Evolution doesn’t work this way. Everything that happens to an organism past the standard age range of reproduction has 0 effect on natural selection. There is no system affecting “graceful decline” of body systems in some protective way for things that happen past 35 in women and maybe 45 in men.
But yes, as a HRT user myself (age 38), I do see it as replacing the fluids in my car to make it operate like when it was peak tuned at age 22.
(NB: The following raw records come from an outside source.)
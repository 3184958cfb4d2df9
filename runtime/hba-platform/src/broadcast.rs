//! Broadcaster - fan-out of resource updates to subscribers
//!
//! Each resource key (`"<component>/<resource>"`) owns a list of crossbeam
//! senders. Publishing clones the line into every live subscriber's channel;
//! subscribers whose receiver was dropped are pruned on the next publish.

use std::cell::RefCell;
use std::collections::HashMap;

use crossbeam::channel::{self, Receiver, Sender};
use log::trace;

#[derive(Default)]
pub struct Broadcaster {
    topics: RefCell<HashMap<String, Vec<Sender<String>>>>,
}

impl Broadcaster {
    pub fn new() -> Self {
        Self::default()
    }

    /// Subscribe to a resource. Lines arrive in publish order.
    pub fn subscribe(&self, key: &str) -> Receiver<String> {
        let (tx, rx) = channel::unbounded();
        self.topics
            .borrow_mut()
            .entry(key.to_string())
            .or_default()
            .push(tx);
        rx
    }

    pub fn subscriber_count(&self, key: &str) -> usize {
        self.topics.borrow().get(key).map_or(0, Vec::len)
    }

    pub fn has_subscribers(&self, key: &str) -> bool {
        self.subscriber_count(key) > 0
    }

    /// Deliver `line` to every subscriber of `key`.
    ///
    /// # Returns
    /// Number of subscribers that received the line.
    pub fn publish(&self, key: &str, line: &str) -> usize {
        let mut topics = self.topics.borrow_mut();
        let Some(senders) = topics.get_mut(key) else {
            return 0;
        };
        senders.retain(|tx| tx.send(line.to_string()).is_ok());
        let delivered = senders.len();
        if senders.is_empty() {
            topics.remove(key);
        }
        trace!("{}: delivered to {} subscriber(s)", key, delivered);
        delivered
    }

    /// Like [`Broadcaster::publish`], but only formats the line when someone
    /// is listening.
    pub fn publish_with<F>(&self, key: &str, format: F) -> usize
    where
        F: FnOnce() -> String,
    {
        if !self.has_subscribers(key) {
            return 0;
        }
        let line = format();
        self.publish(key, &line)
    }
}

#[cfg(test)]
mod tests {
    use super::*;
    use std::cell::Cell;

    #[test]
    fn test_publish_without_subscribers() {
        let b = Broadcaster::new();
        assert_eq!(b.publish("serial_fpga/rawin", "ab\n"), 0);
    }

    #[test]
    fn test_publish_reaches_every_subscriber_in_order() {
        let b = Broadcaster::new();
        let rx1 = b.subscribe("bb4io/buttons");
        let rx2 = b.subscribe("bb4io/buttons");

        assert_eq!(b.publish("bb4io/buttons", "1\n"), 2);
        assert_eq!(b.publish("bb4io/buttons", "2\n"), 2);

        assert_eq!(rx1.try_iter().collect::<Vec<_>>(), vec!["1\n", "2\n"]);
        assert_eq!(rx2.try_iter().collect::<Vec<_>>(), vec!["1\n", "2\n"]);
    }

    #[test]
    fn test_topics_are_isolated() {
        let b = Broadcaster::new();
        let rx = b.subscribe("quad/counts");
        b.publish("bb4io/buttons", "1\n");
        assert!(rx.try_recv().is_err());
    }

    #[test]
    fn test_dropped_subscribers_are_pruned() {
        let b = Broadcaster::new();
        let rx = b.subscribe("quad/counts");
        drop(b.subscribe("quad/counts"));
        assert_eq!(b.subscriber_count("quad/counts"), 2);

        assert_eq!(b.publish("quad/counts", "7\n"), 1);
        assert_eq!(b.subscriber_count("quad/counts"), 1);
        assert_eq!(rx.recv().unwrap(), "7\n");

        drop(rx);
        b.publish("quad/counts", "8\n");
        assert!(!b.has_subscribers("quad/counts"));
    }

    #[test]
    fn test_publish_with_is_lazy() {
        let b = Broadcaster::new();
        let formatted = Cell::new(false);
        b.publish_with("serial_fpga/rawin", || {
            formatted.set(true);
            String::from("ac\n")
        });
        assert!(!formatted.get());

        let rx = b.subscribe("serial_fpga/rawin");
        assert_eq!(b.publish_with("serial_fpga/rawin", || String::from("ac\n")), 1);
        assert_eq!(rx.recv().unwrap(), "ac\n");
    }
}
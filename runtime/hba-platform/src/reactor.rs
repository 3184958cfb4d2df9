//! Reactor - single-threaded poll(2) event loop
//!
//! The reactor owns every descriptor watch and periodic timer of the process.
//! Callbacks run on the loop thread, one at a time, and may freely add or
//! remove watches and timers (including their own) while they run.

use std::cell::{Cell, RefCell};
use std::io;
use std::os::unix::io::RawFd;
use std::rc::Rc;
use std::time::{Duration, Instant};

use bitflags::bitflags;
use log::{error, trace, warn};
use thiserror::Error;

use crate::fd::poll_millis;

bitflags! {
    /// Events a watch asks for
    #[derive(Debug, Clone, Copy, PartialEq, Eq, Hash)]
    pub struct Interest: libc::c_short {
        /// Data available to read
        const READABLE = libc::POLLIN;
        /// Priority data (sysfs GPIO edges)
        const PRIORITY = libc::POLLPRI;
    }
}

bitflags! {
    /// Events reported to a watch callback
    #[derive(Debug, Clone, Copy, PartialEq, Eq, Hash)]
    pub struct Readiness: libc::c_short {
        const READABLE = libc::POLLIN;
        const PRIORITY = libc::POLLPRI;
        const ERROR = libc::POLLERR;
        const HANGUP = libc::POLLHUP;
        const INVALID = libc::POLLNVAL;
    }
}

/// Reactor errors
#[derive(Debug, Error)]
pub enum ReactorError {
    /// poll(2) itself failed with something other than `EINTR`
    #[error("Event multiplexer failed: {0}")]
    Multiplexer(#[source] io::Error),
}

pub type Result<T> = core::result::Result<T, ReactorError>;

/// Handle to a descriptor watch
#[derive(Debug, Clone, Copy, PartialEq, Eq, Hash)]
pub struct WatchId(u64);

/// Handle to a periodic timer
#[derive(Debug, Clone, Copy, PartialEq, Eq, Hash)]
pub struct TimerId(u64);

type FdCallback = Rc<RefCell<dyn FnMut(RawFd, Readiness)>>;
type TimerCallback = Rc<RefCell<dyn FnMut()>>;

struct Watch {
    id: WatchId,
    fd: RawFd,
    interest: Interest,
    callback: FdCallback,
}

struct Timer {
    id: TimerId,
    period: Duration,
    due: Instant,
    callback: TimerCallback,
}

/// Poll-based event loop
pub struct Reactor {
    watches: RefCell<Vec<Watch>>,
    timers: RefCell<Vec<Timer>>,
    next_id: Cell<u64>,
    stopped: Cell<bool>,
}

impl Default for Reactor {
    fn default() -> Self {
        Self::new()
    }
}

impl Reactor {
    pub fn new() -> Self {
        Self {
            watches: RefCell::new(Vec::new()),
            timers: RefCell::new(Vec::new()),
            next_id: Cell::new(1),
            stopped: Cell::new(false),
        }
    }

    fn allocate_id(&self) -> u64 {
        let id = self.next_id.get();
        self.next_id.set(id + 1);
        id
    }

    /// Register `callback` to run whenever `fd` reports one of `interest`.
    ///
    /// Error and hang-up conditions are always reported, whatever the interest.
    pub fn watch_fd<F>(&self, fd: RawFd, interest: Interest, callback: F) -> WatchId
    where
        F: FnMut(RawFd, Readiness) + 'static,
    {
        let id = WatchId(self.allocate_id());
        let callback: FdCallback = Rc::new(RefCell::new(callback));
        self.watches.borrow_mut().push(Watch {
            id,
            fd,
            interest,
            callback,
        });
        trace!("watching fd {} for {:?}", fd, interest);
        id
    }

    /// Remove a watch. Returns `false` if it was already gone.
    pub fn unwatch(&self, id: WatchId) -> bool {
        let mut watches = self.watches.borrow_mut();
        let before = watches.len();
        watches.retain(|w| w.id != id);
        watches.len() != before
    }

    /// Run `callback` every `period`, starting one period from now.
    pub fn add_timer<F>(&self, period: Duration, callback: F) -> TimerId
    where
        F: FnMut() + 'static,
    {
        let id = TimerId(self.allocate_id());
        let callback: TimerCallback = Rc::new(RefCell::new(callback));
        self.timers.borrow_mut().push(Timer {
            id,
            period,
            due: Instant::now() + period,
            callback,
        });
        id
    }

    pub fn cancel_timer(&self, id: TimerId) -> bool {
        let mut timers = self.timers.borrow_mut();
        let before = timers.len();
        timers.retain(|t| t.id != id);
        timers.len() != before
    }

    pub fn watch_count(&self) -> usize {
        self.watches.borrow().len()
    }

    pub fn timer_count(&self) -> usize {
        self.timers.borrow().len()
    }

    /// Ask [`Reactor::run`] to return after the current iteration
    pub fn stop(&self) {
        self.stopped.set(true);
    }

    pub fn is_stopped(&self) -> bool {
        self.stopped.get()
    }

    fn watch_callback(&self, id: WatchId) -> Option<FdCallback> {
        self.watches
            .borrow()
            .iter()
            .find(|w| w.id == id)
            .map(|w| Rc::clone(&w.callback))
    }

    fn timer_callback(&self, id: TimerId) -> Option<TimerCallback> {
        self.timers
            .borrow()
            .iter()
            .find(|t| t.id == id)
            .map(|t| Rc::clone(&t.callback))
    }

    /// Wait for at most one round of events and dispatch them.
    ///
    /// # Arguments
    /// * `max_wait` - Upper bound on the wait; `None` waits until a watch or
    ///   timer fires. The wait is shortened to the next timer deadline.
    ///
    /// # Returns
    /// Number of callbacks invoked. Returns immediately with `0` if nothing
    /// is registered and no bound was given.
    ///
    /// # Errors
    /// [`ReactorError::Multiplexer`] if poll(2) fails. An interrupted poll is
    /// not an error.
    pub fn run_once(&self, max_wait: Option<Duration>) -> Result<usize> {
        let now = Instant::now();
        let next_timer = self
            .timers
            .borrow()
            .iter()
            .map(|t| t.due.saturating_duration_since(now))
            .min();
        let wait = match (max_wait, next_timer) {
            (Some(a), Some(b)) => Some(a.min(b)),
            (a, b) => a.or(b),
        };

        let (ids, mut pollfds): (Vec<WatchId>, Vec<libc::pollfd>) = self
            .watches
            .borrow()
            .iter()
            .map(|w| {
                let pfd = libc::pollfd {
                    fd: w.fd,
                    events: w.interest.bits(),
                    revents: 0,
                };
                (w.id, pfd)
            })
            .unzip();

        if pollfds.is_empty() && wait.is_none() {
            return Ok(0);
        }

        let timeout = wait.map(poll_millis).unwrap_or(-1);
        let ret = unsafe {
            libc::poll(
                pollfds.as_mut_ptr(),
                pollfds.len() as libc::nfds_t,
                timeout,
            )
        };
        if ret < 0 {
            let err = io::Error::last_os_error();
            if err.kind() == io::ErrorKind::Interrupted {
                return Ok(0);
            }
            error!("poll failed: {}", err);
            return Err(ReactorError::Multiplexer(err));
        }

        let mut dispatched = 0;
        for (id, pfd) in ids.iter().zip(&pollfds) {
            if pfd.revents == 0 {
                continue;
            }
            // An earlier callback in this round may have removed it
            let Some(callback) = self.watch_callback(*id) else {
                continue;
            };
            let readiness = Readiness::from_bits_truncate(pfd.revents);
            if readiness.contains(Readiness::INVALID) {
                warn!("fd {} is not open, dropping its watch", pfd.fd);
                self.unwatch(*id);
                continue;
            }
            match callback.try_borrow_mut() {
                Ok(mut cb) => {
                    (&mut *cb)(pfd.fd, readiness);
                    dispatched += 1;
                }
                Err(_) => trace!("callback for fd {} is already running", pfd.fd),
            };
        }

        dispatched += self.fire_due_timers();
        Ok(dispatched)
    }

    fn fire_due_timers(&self) -> usize {
        let now = Instant::now();
        let due: Vec<TimerId> = {
            let mut timers = self.timers.borrow_mut();
            timers
                .iter_mut()
                .filter(|t| t.due <= now)
                .map(|t| {
                    t.due = now + t.period;
                    t.id
                })
                .collect()
        };

        let mut fired = 0;
        for id in due {
            let Some(callback) = self.timer_callback(id) else {
                continue;
            };
            if let Ok(mut cb) = callback.try_borrow_mut() {
                (&mut *cb)();
                fired += 1;
            };
        }
        fired
    }

    /// Dispatch events until [`Reactor::stop`] is called or nothing is left
    /// to wait for.
    pub fn run(&self) -> Result<()> {
        self.stopped.set(false);
        while !self.stopped.get() {
            if self.watch_count() == 0 && self.timer_count() == 0 {
                break;
            }
            self.run_once(None)?;
        }
        Ok(())
    }
}
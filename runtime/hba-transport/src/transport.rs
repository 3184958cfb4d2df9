//! SerialFpga - the assembled transport
//!
//! Owns the link (through the [`ProtocolEngine`]), the interrupt line and
//! the dispatch table, and exposes the transport's own resources: `port`,
//! `config` (baud rate), `intrr_pin`, `rawout` and the `rawin` broadcast.

use std::cell::{Cell, RefCell, RefMut};
use std::io;
use std::path::PathBuf;
use std::rc::{Rc, Weak};
use std::thread;

use hba_platform::{
    Broadcaster, Connector, Interest, InterruptLine, Reactor, Resource, ResourceFlags,
    TimerId, WatchId,
};
use log::{debug, error, info, warn};

use crate::config::{BaudRate, TransportConfig};
use crate::dispatch::InterruptTable;
use crate::engine::ProtocolEngine;
use crate::interrupt::{self, InterruptOutcome, PendingMask};
use crate::packet::{CoreId, REG_BAUD_CODE};
use crate::raw::{self, MAX_RAW};
use crate::system::SystemConnector;
use crate::{regs, FpgaBus, InterruptHandler, ProtocolError, Result, TransportError};

/// Component name, prefix of the transport's broadcast keys
pub const COMPONENT: &str = "serial_fpga";

const READ_WRITE: ResourceFlags = ResourceFlags::READABLE.union(ResourceFlags::WRITABLE);

pub const RESOURCES: [Resource; 5] = [
    Resource::new("port", READ_WRITE, "serial device of the FPGA link"),
    Resource::new("config", READ_WRITE, "link baud rate"),
    Resource::new("intrr_pin", READ_WRITE, "GPIO pin wired to the FPGA interrupt"),
    Resource::new("rawout", ResourceFlags::WRITABLE, "hex bytes written straight to the link"),
    Resource::new("rawin", ResourceFlags::BROADCAST, "bytes received outside an exchange"),
];

const RAWIN: usize = 4;

/// Serial transport to an HBA FPGA
///
/// Create with [`SerialFpga::new`], hand `Rc` clones to peripheral drivers
/// (as `&dyn FpgaBus`), and [`SerialFpga::attach`] it to the reactor so
/// interrupts and unsolicited input are serviced.
pub struct SerialFpga {
    config: RefCell<TransportConfig>,
    connector: Box<dyn Connector>,
    engine: RefCell<ProtocolEngine>,
    table: InterruptTable,
    line: RefCell<Option<Box<dyn InterruptLine>>>,
    broadcaster: Rc<Broadcaster>,
    rawin_key: String,

    reactor: RefCell<Option<Rc<Reactor>>>,
    link_watch: Cell<Option<WatchId>>,
    line_watch: Cell<Option<WatchId>>,
    poll_timer: Cell<Option<TimerId>>,

    failed: Cell<bool>,
    this: Weak<SerialFpga>,
}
That is absolutely not true. Even genetic variants from your father that are not inherited by you still influence your chances of survival and how likely you are to pass your genes to an offspring. Imagine your dad has a rare genetic variant, which you don't inherit, that means he is likely to be dead by age 50. Your fitness will be lower as you will lack a father during your childhood.
See this famous study: The nature of nurture: Effects of parental genotypes. Science, 359, 424-428 (2018). doi:10.1126/science.aan6877. The summary literally states:
"Genetic variants in parents may affect the fitness of their offspring, even if the child does not carry the allele. This indirect effect is referred to as genetic nurture. Kong et al. used data from genome-wide association studies of educational attainment to construct polygenic scores for parents that only considered the nontransmitted alleles."
What are your tested free-T levels after HRT? 500, 800, 1000? Age 38: That is pretty early, in my experience, unless you are using it as "HET" (hormone enhancement therapy) for bodybuilding -- basically, medical doctor-approved anabolic steroids.
Simplifying a lot, once you age, your cells have accumulated lots of genetic and epigenetic defects, so they are more likely to become cancerous if you let them divide quickly.
Besides, you have less lymphocytes looking for carcinogenic cells, as your immune system is older.
Lots of organs in the body lack regeneration capabilities once you age as an evolutionary mechanism to avoid tumors.
Uri Alon's book Systems Medicine has lots of models to explain those differences depending on e.g. organ size.